_Task to complete_. Transcribe the complete listing exactly.

_Supplied entries_.
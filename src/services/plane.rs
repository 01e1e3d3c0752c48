//! Fail-fast plane sequencer
//!
//! A plan is a list of stages; a stage is a host list plus the steps applied
//! to each of those hosts. Stages run in order. Within a stage every step of
//! one host completes before that host counts as done. By default hosts are
//! processed one at a time, in order; [`PlaneOrchestrator::with_concurrency`]
//! lets several hosts of a stage proceed at once.
//!
//! The first failing agent call ends the plan. Nothing is rolled back.

use std::sync::Arc;

use futures::stream::{self, StreamExt};
use tokio_util::sync::CancellationToken;
use tracing::debug;

use super::container::ServiceTemplate;
use super::{Action, ServiceName};
use crate::cluster::{Host, Role};
use crate::error::ConvergenceError;
use crate::hosts::{AgentError, HostAgent};
use crate::logger::{PlaneLogger, TracingLogger};
use crate::{Error, Result};

/// Whether a plan brings a plane up or tears it down
#[derive(Clone, Copy, Debug, PartialEq, Eq)]
pub enum Direction {
    /// Converge services to running
    Up,
    /// Remove services
    Down,
}

/// One service operation applied to every host of a stage
#[derive(Clone)]
pub enum Step {
    /// Converge the service built by `template`
    Run {
        /// Builds the per-host container
        template: Arc<dyn ServiceTemplate>,
        /// Register hosts of this stage as control plane nodes
        primary: bool,
    },
    /// Remove the service
    Remove(ServiceName),
}

impl Step {
    /// Run step for a template
    pub fn run(template: impl ServiceTemplate + 'static, primary: bool) -> Self {
        Self::Run {
            template: Arc::new(template),
            primary,
        }
    }

    /// Service touched by this step
    pub fn service(&self) -> ServiceName {
        match self {
            Self::Run { template, .. } => template.service(),
            Self::Remove(service) => *service,
        }
    }

    /// Operation performed by this step
    pub fn action(&self) -> Action {
        match self {
            Self::Run { .. } => Action::Run,
            Self::Remove(_) => Action::Remove,
        }
    }
}

impl std::fmt::Debug for Step {
    fn fmt(&self, f: &mut std::fmt::Formatter<'_>) -> std::fmt::Result {
        match self {
            Self::Run { template, primary } => f
                .debug_struct("Run")
                .field("service", &template.service())
                .field("primary", primary)
                .finish(),
            Self::Remove(service) => f.debug_tuple("Remove").field(service).finish(),
        }
    }
}

/// Hosts and the steps each of them goes through
#[derive(Clone, Debug)]
pub struct Stage<'a> {
    /// Hosts of the stage, in processing order
    pub hosts: &'a [Host],
    /// Steps applied to every host, in order
    pub steps: Vec<Step>,
}

impl<'a> Stage<'a> {
    /// Stage over `hosts`
    pub fn new(hosts: &'a [Host], steps: Vec<Step>) -> Self {
        Self { hosts, steps }
    }
}

/// Ordered stages that converge or tear down one plane
#[derive(Clone, Debug)]
pub struct PlanePlan<'a> {
    /// Plane the plan belongs to
    pub role: Role,
    /// Bring-up or teardown
    pub direction: Direction,
    /// Stages, in order
    pub stages: Vec<Stage<'a>>,
}

impl<'a> PlanePlan<'a> {
    /// Empty plan
    pub fn new(role: Role, direction: Direction) -> Self {
        Self {
            role,
            direction,
            stages: Vec::new(),
        }
    }

    /// Append a stage
    pub fn stage(mut self, hosts: &'a [Host], steps: Vec<Step>) -> Self {
        self.stages.push(Stage::new(hosts, steps));
        self
    }

    /// Number of agent calls the plan makes when nothing fails
    pub fn call_count(&self) -> usize {
        self.stages
            .iter()
            .map(|s| s.hosts.len() * s.steps.len())
            .sum()
    }

    fn start_message(&self) -> String {
        let verb = match self.direction {
            Direction::Up => "Building up",
            Direction::Down => "Tearing down",
        };
        format!("[{}] {verb} {}..", self.role, self.role.plane_name())
    }

    fn success_message(&self) -> String {
        let verb = match self.direction {
            Direction::Up => "started",
            Direction::Down => "torn down",
        };
        format!(
            "[{}] Successfully {verb} {}..",
            self.role,
            self.role.plane_name()
        )
    }
}

/// Outcome of a plan that ran to completion
#[derive(Clone, Debug, PartialEq, Eq)]
pub struct PlaneReport {
    /// Plane that was processed
    pub role: Role,
    /// Bring-up or teardown
    pub direction: Direction,
    /// Host addresses per stage completion, in completion order
    pub hosts: Vec<String>,
}

enum HostFailure {
    Cancelled,
    Agent {
        host: String,
        service: ServiceName,
        action: Action,
        source: AgentError,
    },
}

/// Executes plane plans against a host agent
pub struct PlaneOrchestrator<A> {
    agent: A,
    logger: Arc<dyn PlaneLogger>,
    concurrency: usize,
}

impl<A: HostAgent> PlaneOrchestrator<A> {
    /// Sequential orchestrator logging through `tracing`
    pub fn new(agent: A) -> Self {
        Self {
            agent,
            logger: Arc::new(TracingLogger),
            concurrency: 1,
        }
    }

    /// Route plane progress messages to `logger`
    pub fn with_logger(mut self, logger: Arc<dyn PlaneLogger>) -> Self {
        self.logger = logger;
        self
    }

    /// Let up to `hosts` hosts of a stage converge at once (minimum 1)
    pub fn with_concurrency(mut self, hosts: usize) -> Self {
        self.concurrency = hosts.max(1);
        self
    }

    /// The host agent
    pub fn agent(&self) -> &A {
        &self.agent
    }

    /// The progress logger
    pub fn logger(&self) -> &dyn PlaneLogger {
        self.logger.as_ref()
    }

    /// Execute a plan
    ///
    /// Logs the plane banner, runs every stage, then logs the success line.
    /// On failure nothing further is logged; the returned error names the
    /// host, service and the hosts completed before it. The token is checked
    /// before every agent call.
    pub async fn execute(
        &self,
        plan: &PlanePlan<'_>,
        cancel: &CancellationToken,
    ) -> Result<PlaneReport> {
        self.logger.info(&plan.start_message());

        let mut completed = Vec::new();
        for stage in &plan.stages {
            if let Err(failure) = self.run_stage(stage, cancel, &mut completed).await {
                return Err(match failure {
                    HostFailure::Cancelled => Error::cancelled(plan.role),
                    HostFailure::Agent {
                        host,
                        service,
                        action,
                        source,
                    } => Error::convergence(ConvergenceError {
                        plane: plan.role,
                        host,
                        service,
                        action,
                        completed,
                        source,
                    }),
                });
            }
        }

        self.logger.info(&plan.success_message());
        Ok(PlaneReport {
            role: plan.role,
            direction: plan.direction,
            hosts: completed,
        })
    }

    async fn run_stage(
        &self,
        stage: &Stage<'_>,
        cancel: &CancellationToken,
        completed: &mut Vec<String>,
    ) -> std::result::Result<(), HostFailure> {
        if stage.steps.is_empty() {
            return Ok(());
        }
        let mut hosts = stream::iter(stage.hosts)
            .map(|host| self.converge_host(host, &stage.steps, cancel))
            .buffer_unordered(self.concurrency);

        while let Some(outcome) = hosts.next().await {
            completed.push(outcome?);
        }
        Ok(())
    }

    async fn converge_host(
        &self,
        host: &Host,
        steps: &[Step],
        cancel: &CancellationToken,
    ) -> std::result::Result<String, HostFailure> {
        for step in steps {
            if cancel.is_cancelled() {
                return Err(HostFailure::Cancelled);
            }
            let service = step.service();
            debug!(host = %host.address, %service, action = %step.action(), "Applying step");

            let result = match step {
                Step::Run { template, primary } => {
                    let spec = template.container(host, *primary);
                    self.agent.run_service(host, service, &spec, *primary).await
                }
                Step::Remove(_) => self.agent.remove_service(host, service).await,
            };
            result.map_err(|source| HostFailure::Agent {
                host: host.address.clone(),
                service,
                action: step.action(),
                source,
            })?;
        }
        Ok(host.address.clone())
    }
}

_Result for this task_.
filename src/services/plane.rs
repository 01e1e3d3c0752c48
//! Fail-fast plane sequencer
//!
//! A plan is a list of stages; a stage is a host list plus the steps applied
//! to each of those hosts. Stages run in order. Within a stage every step of
//! one host completes before that host counts as done. By default hosts are
//! processed one at a time, in order; [`PlaneOrchestrator::with_concurrency`]
//! lets several hosts of a stage proceed at once.
//!
//! The first failing agent call ends the plan. Nothing is rolled back.

use std::sync::Arc;

use futures::stream::{self, StreamExt};
use tokio_util::sync::CancellationToken;
use tracing::debug;

use super::container::ServiceTemplate;
use super::{Action, ServiceName};
use crate::cluster::{Host, Role};
use crate::error::ConvergenceError;
use crate::hosts::{AgentError, HostAgent};
use crate::logger::{PlaneLogger, TracingLogger};
use crate::{Error, Result};

/// Whether a plan brings a plane up or tears it down
#[derive(Clone, Copy, Debug, PartialEq, Eq)]
pub enum Direction {
    /// Converge services to running
    Up,
    /// Remove services
    Down,
}

/// One service operation applied to every host of a stage
#[derive(Clone)]
pub enum Step {
    /// Converge the service built by `template`
    Run {
        /// Builds the per-host container
        template: Arc<dyn ServiceTemplate>,
        /// Register hosts of this stage as control plane nodes
        primary: bool,
    },
    /// Remove the service
    Remove(ServiceName),
}

impl Step {
    /// Run step for a template
    pub fn run(template: impl ServiceTemplate + 'static, primary: bool) -> Self {
        Self::Run {
            template: Arc::new(template),
            primary,
        }
    }

    /// Service touched by this step
    pub fn service(&self) -> ServiceName {
        match self {
            Self::Run { template, .. } => template.service(),
            Self::Remove(service) => *service,
        }
    }

    /// Operation performed by this step
    pub fn action(&self) -> Action {
        match self {
            Self::Run { .. } => Action::Run,
            Self::Remove(_) => Action::Remove,
        }
    }
}

impl std::fmt::Debug for Step {
    fn fmt(&self, f: &mut std::fmt::Formatter<'_>) -> std::fmt::Result {
        match self {
            Self::Run { template, primary } => f
                .debug_struct("Run")
                .field("service", &template.service())
                .field("primary", primary)
                .finish(),
            Self::Remove(service) => f.debug_tuple("Remove").field(service).finish(),
        }
    }
}

/// Hosts and the steps each of them goes through
#[derive(Clone, Debug)]
pub struct Stage<'a> {
    /// Hosts of the stage, in processing order
    pub hosts: &'a [Host],
    /// Steps applied to every host, in order
    pub steps: Vec<Step>,
}

impl<'a> Stage<'a> {
    /// Stage over `hosts`
    pub fn new(hosts: &'a [Host], steps: Vec<Step>) -> Self {
        Self { hosts, steps }
    }
}

/// Ordered stages that converge or tear down one plane
#[derive(Clone, Debug)]
pub struct PlanePlan<'a> {
    /// Plane the plan belongs to
    pub role: Role,
    /// Bring-up or teardown
    pub direction: Direction,
    /// Stages, in order
    pub stages: Vec<Stage<'a>>,
}

impl<'a> PlanePlan<'a> {
    /// Empty plan
    pub fn new(role: Role, direction: Direction) -> Self {
        Self {
            role,
            direction,
            stages: Vec::new(),
        }
    }

    /// Append a stage
    pub fn stage(mut self, hosts: &'a [Host], steps: Vec<Step>) -> Self {
        self.stages.push(Stage::new(hosts, steps));
        self
    }

    /// Number of agent calls the plan makes when nothing fails
    pub fn call_count(&self) -> usize {
        self.stages
            .iter()
            .map(|s| s.hosts.len() * s.steps.len())
            .sum()
    }

    fn start_message(&self) -> String {
        let verb = match self.direction {
            Direction::Up => "Building up",
            Direction::Down => "Tearing down",
        };
        format!("[{}] {verb} {}..", self.role, self.role.plane_name())
    }

    fn success_message(&self) -> String {
        let verb = match self.direction {
            Direction::Up => "started",
            Direction::Down => "torn down",
        };
        format!(
            "[{}] Successfully {verb} {}..",
            self.role,
            self.role.plane_name()
        )
    }
}

/// Outcome of a plan that ran to completion
#[derive(Clone, Debug, PartialEq, Eq)]
pub struct PlaneReport {
    /// Plane that was processed
    pub role: Role,
    /// Bring-up or teardown
    pub direction: Direction,
    /// Host addresses per stage completion, in completion order
    pub hosts: Vec<String>,
}

enum HostFailure {
    Cancelled,
    Agent {
        host: String,
        service: ServiceName,
        action: Action,
        source: AgentError,
    },
}

/// Executes plane plans against a host agent
pub struct PlaneOrchestrator<A> {
    agent: A,
    logger: Arc<dyn PlaneLogger>,
    concurrency: usize,
}

impl<A: HostAgent> PlaneOrchestrator<A> {
    /// Sequential orchestrator logging through `tracing`
    pub fn new(agent: A) -> Self {
        Self {
            agent,
            logger: Arc::new(TracingLogger),
            concurrency: 1,
        }
    }

    /// Route plane progress messages to `logger`
    pub fn with_logger(mut self, logger: Arc<dyn PlaneLogger>) -> Self {
        self.logger = logger;
        self
    }

    /// Let up to `hosts` hosts of a stage converge at once (minimum 1)
    pub fn with_concurrency(mut self, hosts: usize) -> Self {
        self.concurrency = hosts.max(1);
        self
    }

    /// The host agent
    pub fn agent(&self) -> &A {
        &self.agent
    }

    /// The progress logger
    pub fn logger(&self) -> &dyn PlaneLogger {
        self.logger.as_ref()
    }

    /// Execute a plan
    ///
    /// Logs the plane banner, runs every stage, then logs the success line.
    /// On failure nothing further is logged; the returned error names the
    /// host, service and the hosts completed before it. The token is checked
    /// before every agent call.
    pub async fn execute(
        &self,
        plan: &PlanePlan<'_>,
        cancel: &CancellationToken,
    ) -> Result<PlaneReport> {
        self.logger.info(&plan.start_message());

        let mut completed = Vec::new();
        for stage in &plan.stages {
            if let Err(failure) = self.run_stage(stage, cancel, &mut completed).await {
                return Err(match failure {
                    HostFailure::Cancelled => Error::cancelled(plan.role),
                    HostFailure::Agent {
                        host,
                        service,
                        action,
                        source,
                    } => Error::convergence(ConvergenceError {
                        plane: plan.role,
                        host,
                        service,
                        action,
                        completed,
                        source,
                    }),
                });
            }
        }

        self.logger.info(&plan.success_message());
        Ok(PlaneReport {
            role: plan.role,
            direction: plan.direction,
            hosts: completed,
        })
    }

    async fn run_stage(
        &self,
        stage: &Stage<'_>,
        cancel: &CancellationToken,
        completed: &mut Vec<String>,
    ) -> std::result::Result<(), HostFailure> {
        if stage.steps.is_empty() {
            return Ok(());
        }
        let mut hosts = stream::iter(stage.hosts)
            .map(|host| self.converge_host(host, &stage.steps, cancel))
            .buffer_unordered(self.concurrency);

        while let Some(outcome) = hosts.next().await {
            completed.push(outcome?);
        }
        Ok(())
    }

    async fn converge_host(
        &self,
        host: &Host,
        steps: &[Step],
        cancel: &CancellationToken,
    ) -> std::result::Result<String, HostFailure> {
        for step in steps {
            if cancel.is_cancelled() {
                return Err(HostFailure::Cancelled);
            }
            let service = step.service();
            debug!(host = %host.address, %service, action = %step.action(), "Applying step");

            let result = match step {
                Step::Run { template, primary } => {
                    let spec = template.container(host, *primary);
                    self.agent.run_service(host, service, &spec, *primary).await
                }
                Step::Remove(_) => self.agent.remove_service(host, service).await,
            };
            result.map_err(|source| HostFailure::Agent {
                host: host.address.clone(),
                service,
                action: step.action(),
                source,
            })?;
        }
        Ok(host.address.clone())
    }
}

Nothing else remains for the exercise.